You could go a step further and track non-work tasks too, such as:

  • Walking the dog
  • Doing the school run
  • Exercising
  • Cooking dinner
  • Watching TV
  • Hobbies

Toggl is a fantastic free time tracking tool that can help you track how you spend your day to the second. Otherwise, a pen and some paper will do.

  • Notice patterns and opportunities

The idea is to build up a picture of how you spend your days. Looks for patterns such as your:

  • Least productive times of the day
  • Most productive times of the day
  • Quietest days
  • Regular time wasters
  • Essential tasks that take up the most time
  • Things you enjoy doing
  • Things you put off

Is there anything you can stop doing, automate or outsource?

For example, it might be more profitable in the long-term to handover some administrative tasks to a virtual assistant so that you can reclaim that time for training.

The next step is to boost your productivity as much as possible. There are many different ways you can do this.

If you notice, for example, that you spend lots of time aimlessly surfing websites, you could use an extension like Chrome’s StayFocusd to limit how long you spend on specific sites.

If you struggle to stay on top of your to-do list, you could use an extension like Momentum.

There may also be software that you can use to shave time off specific tasks such as creating invoices, sending out quotes or doing your weekly bookkeeping.

  • Use the time you’ve saved

The purpose of the above exercise is to claw back some time with the commitment to use it for training and development.

Just spending one hour a week on growing your skills could have a significant impact on your business and your self-confidence.

“Anyone who stops learning is old, whether at twenty or eighty.

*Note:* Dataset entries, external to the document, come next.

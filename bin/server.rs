// Habit Tracker - Web Server
// REST API with Axum

use anyhow::{Context, Result};
use clap::Parser;
use tracing::info;

use habit_tracker::api::{router, AppState};
use habit_tracker::config::{init_tracing, ServerArgs};

#[tokio::main]
async fn main() -> Result<()> {
    let args = ServerArgs::parse();
    init_tracing(&args.log.log_level);

    info!(version = habit_tracker::VERSION, "starting habit-server");

    let tracker = args
        .store
        .open_tracker()
        .with_context(|| format!("Failed to open database {:?}", args.store.database))?;
    info!(database = ?args.store.database, "database opened");

    let app = router(AppState::new(tracker));

    let listener = tokio::net::TcpListener::bind(args.listen)
        .await
        .with_context(|| format!("Failed to bind to {}", args.listen))?;

    info!(listen = %args.listen, "server running");

    axum::serve(listener, app)
        .await
        .context("Server error")?;

    Ok(())
}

Anyone who keeps learning stays young.” Quote by Henry Ford

Always monitor and reflect on your progress

As a trainer, you know how important it is to monitor and reflect on your progress whenever you embark on any personal or professional development.

Make sure you book time for this in your diary too.

Ask yourself:

  • What have you achieved in line with your goals and vision for the future?
  • What have you found difficult?
  • Is there something else you’ve realised you’ll need to do to accomplish a goal?
  • If so, what training do you need to complete to make it happen?
  • Do your goals still reflect what you want to achieve?
  • Are you having fun and does what you’re doing energise you? (This can be affected by the extent to which you’re an extrovert or introvert).
  • Are you learning in a way that suits your learning style?

Your observations will help you to revise your training needs moving forward.

Your development will benefit your clients too

I understand how hard it is to prioritise your own training and development when you’re building a training business. However, I believe it needs to be a non-negotiable element, as important to your plans as your accounts, marketing or clients.

Continuing personal and professional development can give your business the competitive edge by bringing clients:

  • Up-to-date skills and knowledge
  • A model for life-long learning
  • New approaches to training
  • Creativity and innovation
  • Self-confidence
  • Value for money

It’s always fantastic to meet someone who practices what they preach because it shows their advice is genuine and based on experience.

Who better to train others than someone who is committed to their own learning and development?

What do you do to prioritise your training and development? How much time a month do you spend on CPD or similar? I’d love to hear your thoughts.